Non sempre essere troppo furbi garantisce i risultati auspicati. Però la rottura tra il bugiardissimo Renzi e il viziato Calenda suscita qualche perplessità sulle effettive ragioni dello scontro. Soprattutto per la coincidenza tra l’addio all’idea del partito unico ed il ricovero in ospedale di Silvio Berlusconi. Il Sultano di Arcore magari riuscirà a superare anche questo grave inconveniente fisico ma, checché lui ne pensi, non è immortale.
Renzi lo sa benissimo. E sa benissimo di essere sempre stato definito come il vero delfino di Berlusconi. Certo non Tajani. E neppure Fascina. Però non poteva ambire a fagocitare Forza Italia rimanendo insieme a Calenda.
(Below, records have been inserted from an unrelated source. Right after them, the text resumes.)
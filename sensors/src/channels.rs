use chrono::{DateTime, Utc};
use serde::{Deserialize, Serialize};

/// Standard atmosphere pressure at sea level, in hPa.
pub const STANDARD_SEA_LEVEL_PRESSURE: f64 = 1013.25;

/// One independently updatable sensor record.
#[derive(Debug, Clone, Copy, PartialEq, Eq, Hash)]
pub enum ChannelId {
    InertialUnit,
    Barometer,
    Gps,
}

impl ChannelId {
    /// Resolves a public channel name. `system` is recomputed on every
    /// snapshot and is not addressable for writes, so it resolves to `None`
    /// like any other unknown name.
    pub fn from_name(name: &str) -> Option<Self> {
        match name {
            "inertial_unit" => Some(Self::InertialUnit),
            "barometer" => Some(Self::Barometer),
            "gps" => Some(Self::Gps),
            _ => None,
        }
    }

    pub fn name(&self) -> &'static str {
        match self {
            Self::InertialUnit => "inertial_unit",
            Self::Barometer => "barometer",
            Self::Gps => "gps",
        }
    }
}

#[derive(Debug, Clone, Copy, Default, PartialEq, Serialize, Deserialize)]
pub struct Vec3 {
    pub x: f64,
    pub y: f64,
    pub z: f64,
}

/// Component-wise partial update for a `Vec3`. Absent components keep their
/// previous value.
#[derive(Debug, Clone, Copy, Default, Deserialize)]
#[serde(deny_unknown_fields)]
pub struct Vec3Update {
    pub x: Option<f64>,
    pub y: Option<f64>,
    pub z: Option<f64>,
}

impl Vec3 {
    fn apply(&mut self, update: &Vec3Update) {
        if let Some(x) = update.x {
            self.x = x;
        }
        if let Some(y) = update.y {
            self.y = y;
        }
        if let Some(z) = update.z {
            self.z = z;
        }
    }
}

impl From<Vec3> for Vec3Update {
    fn from(v: Vec3) -> Self {
        Self {
            x: Some(v.x),
            y: Some(v.y),
            z: Some(v.z),
        }
    }
}

#[derive(Debug, Clone, Copy, Default, PartialEq, Eq, Serialize, Deserialize)]
#[serde(rename_all = "snake_case")]
pub enum SensorStatus {
    #[default]
    Idle,
    Active,
    Error,
}

#[derive(Debug, Clone, Copy, Default, PartialEq, Eq, Serialize, Deserialize)]
#[serde(rename_all = "snake_case")]
pub enum GpsStatus {
    #[default]
    NoFix,
    Fix,
}

#[derive(Debug, Clone, Copy, Default, PartialEq, Eq, Serialize, Deserialize)]
#[serde(rename_all = "snake_case")]
pub enum SystemStatus {
    #[default]
    Idle,
    Running,
}

/// IMU record. The magnetometer is carried for completeness but is never
/// populated by the microcontroller wire frame.
#[derive(Debug, Clone, Copy, Default, PartialEq, Serialize, Deserialize)]
pub struct InertialUnit {
    pub accelerometer: Vec3,
    pub gyroscope: Vec3,
    pub magnetometer: Vec3,
    pub temperature: f64,
    pub calibrated: bool,
    pub status: SensorStatus,
}

#[derive(Debug, Clone, Copy, Default, Deserialize)]
#[serde(deny_unknown_fields)]
pub struct InertialUnitUpdate {
    pub accelerometer: Option<Vec3Update>,
    pub gyroscope: Option<Vec3Update>,
    pub magnetometer: Option<Vec3Update>,
    pub temperature: Option<f64>,
    pub calibrated: Option<bool>,
    pub status: Option<SensorStatus>,
}

impl InertialUnit {
    pub(crate) fn apply(&mut self, update: &InertialUnitUpdate) {
        if let Some(accelerometer) = &update.accelerometer {
            self.accelerometer.apply(accelerometer);
        }
        if let Some(gyroscope) = &update.gyroscope {
            self.gyroscope.apply(gyroscope);
        }
        if let Some(magnetometer) = &update.magnetometer {
            self.magnetometer.apply(magnetometer);
        }
        if let Some(temperature) = update.temperature {
            self.temperature = temperature;
        }
        if let Some(calibrated) = update.calibrated {
            self.calibrated = calibrated;
        }
        if let Some(status) = update.status {
            self.status = status;
        }
    }
}

#[derive(Debug, Clone, Copy, PartialEq, Serialize, Deserialize)]
pub struct Barometer {
    pub pressure: f64,
    pub temperature: f64,
    pub altitude: f64,
    pub sea_level_pressure: f64,
    pub calibrated: bool,
    pub status: SensorStatus,
}

impl Default for Barometer {
    fn default() -> Self {
        Self {
            pressure: 0.0,
            temperature: 0.0,
            altitude: 0.0,
            sea_level_pressure: STANDARD_SEA_LEVEL_PRESSURE,
            calibrated: false,
            status: SensorStatus::Idle,
        }
    }
}

#[derive(Debug, Clone, Copy, Default, Deserialize)]
#[serde(deny_unknown_fields)]
pub struct BarometerUpdate {
    pub pressure: Option<f64>,
    pub temperature: Option<f64>,
    pub altitude: Option<f64>,
    pub sea_level_pressure: Option<f64>,
    pub calibrated: Option<bool>,
    pub status: Option<SensorStatus>,
}

impl Barometer {
    pub(crate) fn apply(&mut self, update: &BarometerUpdate) {
        if let Some(pressure) = update.pressure {
            self.pressure = pressure;
        }
        if let Some(temperature) = update.temperature {
            self.temperature = temperature;
        }
        if let Some(altitude) = update.altitude {
            self.altitude = altitude;
        }
        if let Some(sea_level_pressure) = update.sea_level_pressure {
            self.sea_level_pressure = sea_level_pressure;
        }
        if let Some(calibrated) = update.calibrated {
            self.calibrated = calibrated;
        }
        if let Some(status) = update.status {
            self.status = status;
        }
    }
}

/// GPS record. Updatable through the structured path only; the current wire
/// frame carries no GPS fields.
#[derive(Debug, Clone, Copy, Default, PartialEq, Serialize, Deserialize)]
pub struct Gps {
    pub latitude: f64,
    pub longitude: f64,
    pub altitude: f64,
    pub speed: f64,
    pub satellites: u32,
    pub hdop: f64,
    pub status: GpsStatus,
    pub calibrated: bool,
}

#[derive(Debug, Clone, Copy, Default, Deserialize)]
#[serde(deny_unknown_fields)]
pub struct GpsUpdate {
    pub latitude: Option<f64>,
    pub longitude: Option<f64>,
    pub altitude: Option<f64>,
    pub speed: Option<f64>,
    pub satellites: Option<u32>,
    pub hdop: Option<f64>,
    pub status: Option<GpsStatus>,
    pub calibrated: Option<bool>,
}

impl Gps {
    pub(crate) fn apply(&mut self, update: &GpsUpdate) {
        if let Some(latitude) = update.latitude {
            self.latitude = latitude;
        }
        if let Some(longitude) = update.longitude {
            self.longitude = longitude;
        }
        if let Some(altitude) = update.altitude {
            self.altitude = altitude;
        }
        if let Some(speed) = update.speed {
            self.speed = speed;
        }
        if let Some(satellites) = update.satellites {
            self.satellites = satellites;
        }
        if let Some(hdop) = update.hdop {
            self.hdop = hdop;
        }
        if let Some(status) = update.status {
            self.status = status;
        }
        if let Some(calibrated) = update.calibrated {
            self.calibrated = calibrated;
        }
    }
}

/// Host health record, recomputed from scratch on every snapshot. Not
/// addressable for writes.
#[derive(Debug, Clone, PartialEq, Serialize, Deserialize)]
pub struct SystemHealth {
    pub uptime: f64,
    pub cpu_temp: f64,
    pub memory_usage: f64,
    pub disk_usage: f64,
    pub status: SystemStatus,
    pub last_update: DateTime<Utc>,
}

impl Default for SystemHealth {
    fn default() -> Self {
        Self {
            uptime: 0.0,
            cpu_temp: 0.0,
            memory_usage: 0.0,
            disk_usage: 0.0,
            status: SystemStatus::Idle,
            last_update: Utc::now(),
        }
    }
}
Troppo lontano, il vip romano, non solo dalla classe dirigente forzista ma, soprattutto, da una base che ha davvero poco in comune con gli atteggiamenti spocchiosi del leader di Azione.
Renzi, invece, con un percorso di basso profilo (basso, ma non troppo), ha le opportunità di avvicinarsi a Forza Italia con un programma effettivamente centrista, moderato, riformista. Dipenderà da come intenderà utilizzerà il quotidiano che va a dirigere. Un giornale senza lettori e, dunque, perfetto per testare nuove posizioni, per arruffianarsi gli eventuali alleati futuri, per lanciare segnali sperando che qualcuno risponda.
Certo, Italia Viva non è un contenitore particolarmente interessante a livello numerico. In pratica non conta nulla. Però Forza Italia ha più numeri ma meno teste pensanti. E un partito cresciuto, e poi ridimensionato, sempre all’ombra di un leader ingombrante ha bisogno di individuare un nuovo personaggio trainante per il dopo Berlusconi.
Il bugiardissimo, inoltre, ha un grande vantaggio rispetto a Calenda: non si è accollato il peso dei transfughi di Forza Italia. Ed una sua eventuale convergenza futura con gli orfani del Sultano non sarebbe frenata dalle imbarazzanti presenze di Gelmini e Carfagna e dei loro dimenticabili compagni di viaggio.